È proprio quest’ultima versione che, il regista Renzo Martinelli prende in considerazione. Tre anni di lungo e meticoloso lavoro, a stretto contatto con due ingegneri aeronautici, durante i quali ha recuperato perizie, raccolto testimonianze, studiato le 5000 pagine dell’istruttoria del magistrato Rosario Priore, considerata chiusa nel 1999, ove, peraltro, vengono totalmente escluse le cause per cedimento strutturale e per esplosione interna. Per tre anni, Renzo Martinelli, ha disperatamente cercato, in giro per l’Europa, qualcuno che fosse disposto a produrre il suo film.

Con passione, determinazione e desiderio di verità, Renzo Martinelli, ce l’ha fatta. Nonostante le difficoltà e il budget limitato ha dato vita a una pellicola che è insieme denuncia e umanità, verità e “pietas”. Nella crudezza degli avvenimenti, riportati con lucidità quasi cronachistica, ritroviamo il pulsare delle emozioni delle vite vissute. Ero troppo piccola nel 1980 per ricordare gli avvenimenti, ne porto memoria per quello che accadde e si disse nei decenni successivi, ma sono uscita veramente scossa dalla sala. Piena d’interrogativi e con una gran voglia di sapere. Mi sono messa on line e ho cercato quello che i colleghi scrivevano nel 1980 e quello che successivamente fu scritto. V’invito, ancora, a informarvi, perché l’informazione rende liberi. V’invito a leggere, di nuovo, l’intervista al regista. V’invito, soprattutto, a non perdervi questo film, che non è fiction, neppure nel “privato”. Vi coinvolgerà, all’interno d’una cornice da favola di una fotografia che ci regala i panorami d’una natura straordinaria che vi commuoverà. Tutte riprese reali e forse per questo così pregnanti. Vi trascinerà dentro una delle realtà più oscure della storia italiana. Le scene di volo mi hanno particolarmente presa. Ho quasi potuto sentire la pressione della gravità. Una regia che veramente cura tutto, nei minimi dettagli.
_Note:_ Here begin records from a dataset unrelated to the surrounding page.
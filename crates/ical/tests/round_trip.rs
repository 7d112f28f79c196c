//! Round-trip behavior over realistic client output: folded lines,
//! embedded timezones, recurrence rules, and non-ASCII text.

use kalends_ical::{Calendar, CompKind, Frequency, TimeKind};

// The shape Apple Calendar produces: VTIMEZONE with both observances,
// folded SUMMARY, TZID-qualified times.
const APPLE_STYLE: &str = "BEGIN:VCALENDAR\r\n\
VERSION:2.0\r\n\
PRODID:-//Apple Inc.//macOS 14.0//EN\r\n\
CALSCALE:GREGORIAN\r\n\
BEGIN:VTIMEZONE\r\n\
TZID:Europe/Riga\r\n\
BEGIN:DAYLIGHT\r\n\
TZOFFSETFROM:+0200\r\n\
RRULE:FREQ=YEARLY;BYMONTH=3;BYDAY=-1SU\r\n\
DTSTART:19810329T030000\r\n\
TZNAME:GMT+3\r\n\
TZOFFSETTO:+0300\r\n\
END:DAYLIGHT\r\n\
BEGIN:STANDARD\r\n\
TZOFFSETFROM:+0300\r\n\
RRULE:FREQ=YEARLY;BYMONTH=10;BYDAY=-1SU\r\n\
DTSTART:19961027T040000\r\n\
TZNAME:GMT+2\r\n\
TZOFFSETTO:+0200\r\n\
END:STANDARD\r\n\
END:VTIMEZONE\r\n\
BEGIN:VEVENT\r\n\
CREATED:20240101T120000Z\r\n\
UID:4B1C0A2E-97D3-4E5B-8123-000000000001\r\n\
DTEND;TZID=Europe/Riga:20240102T113000\r\n\
SUMMARY:Quarterly planning with the Rīga team (agenda review) and a ver\r\n\
 y long description that wraps across physical lines\r\n\
LAST-MODIFIED:20240101T120500Z\r\n\
DTSTAMP:20240101T120500Z\r\n\
DTSTART;TZID=Europe/Riga:20240102T101500\r\n\
RRULE:FREQ=WEEKLY;INTERVAL=2;BYDAY=TU\r\n\
BEGIN:VALARM\r\n\
TRIGGER:-PT15M\r\n\
ACTION:DISPLAY\r\n\
DESCRIPTION:Reminder\r\n\
END:VALARM\r\n\
END:VEVENT\r\n\
END:VCALENDAR\r\n";

fn unfold(bytes: &[u8]) -> Vec<u8> {
    let mut out = Vec::new();
    let mut i = 0;
    while i < bytes.len() {
        if bytes[i..].starts_with(b"\r\n ") {
            i += 3;
        } else {
            out.push(bytes[i]);
            i += 1;
        }
    }
    out
}

#[test]
fn apple_style_calendar_parses() {
    let cal = Calendar::parse(APPLE_STYLE.as_bytes(), None).expect("calendar");

    let ev = cal.events().next().expect("event");
    assert_eq!(
        ev.uid.as_deref(),
        Some("4B1C0A2E-97D3-4E5B-8123-000000000001")
    );
    let dtstart = ev.dtstart.as_ref().expect("dtstart");
    assert_eq!(dtstart.kind, TimeKind::Local);
    assert_eq!(dtstart.tzid.as_deref(), Some("Europe/Riga"));
    assert!(ev.created.is_some());
    assert!(ev.last_modified.is_some());
    assert!(ev.dtstamp.is_some());
    assert_eq!(ev.rrule.as_ref().map(|r| r.freq), Some(Frequency::Weekly));

    let tz = cal.timezones().next().expect("timezone");
    assert_eq!(tz.observances.len(), 2);
    assert!(tz.observances.iter().all(|o| o.rrule.is_some()));
    assert!(cal.components_of(CompKind::Valarm).next().is_some());
}

#[test]
fn parse_print_parse_is_stable() {
    let first = Calendar::parse(APPLE_STYLE.as_bytes(), None).expect("first");
    let printed = first.to_bytes();
    let second = Calendar::parse(&printed, None).expect("second");

    // Same typed view and same logical lines; only fold positions may
    // have moved.
    assert_eq!(first.components, second.components);
    assert_eq!(first.nodes, second.nodes);
    assert_eq!(printed, second.to_bytes());
    assert_eq!(
        unfold(&printed),
        unfold(APPLE_STYLE.as_bytes()),
        "printer must not change logical content"
    );
}

#[test]
fn every_printed_line_fits_and_is_whole_utf8() {
    let cal = Calendar::parse(APPLE_STYLE.as_bytes(), None).expect("calendar");
    for line in cal.to_bytes().split(|&b| b == b'\n') {
        let line = line.strip_suffix(b"\r").unwrap_or(line);
        assert!(line.len() < 75, "line too long: {}", line.len());
        assert!(std::str::from_utf8(line).is_ok());
    }
}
A tutt’oggi, comunque, la strage di Ustica, resta uno dei grandi misteri italiani. Furono occultate e distrutte prove, come, peraltro, confermato dalla sentenza del procedimento penale che ne seguì. Innumerevoli le testimonianze date, poi confuse e poi ritrattate completamente. Due suicidi, sono stati correlati alla strage e appaiono sospetti: quello del maresciallo Dettori, presumibilmente in servizio, la notte del disastro aereo, al radar di Poggio Ballone in provincia di Grosseto e quello del maresciallo Parisi, che sarebbe stato di turno, invece, il giorno del 18 luglio 1980, data del presunto “incidente” del MIG libico a Timpa delle Magare sulla Sila. Sono moltissime le morti che Rosario Priore indicò come sospette, ma mai furono trovate prove a supporto. A tutt’oggi, sono molti gli interrogativi che restano aperti. A tutt’oggi, le vittime aspettano giustizia.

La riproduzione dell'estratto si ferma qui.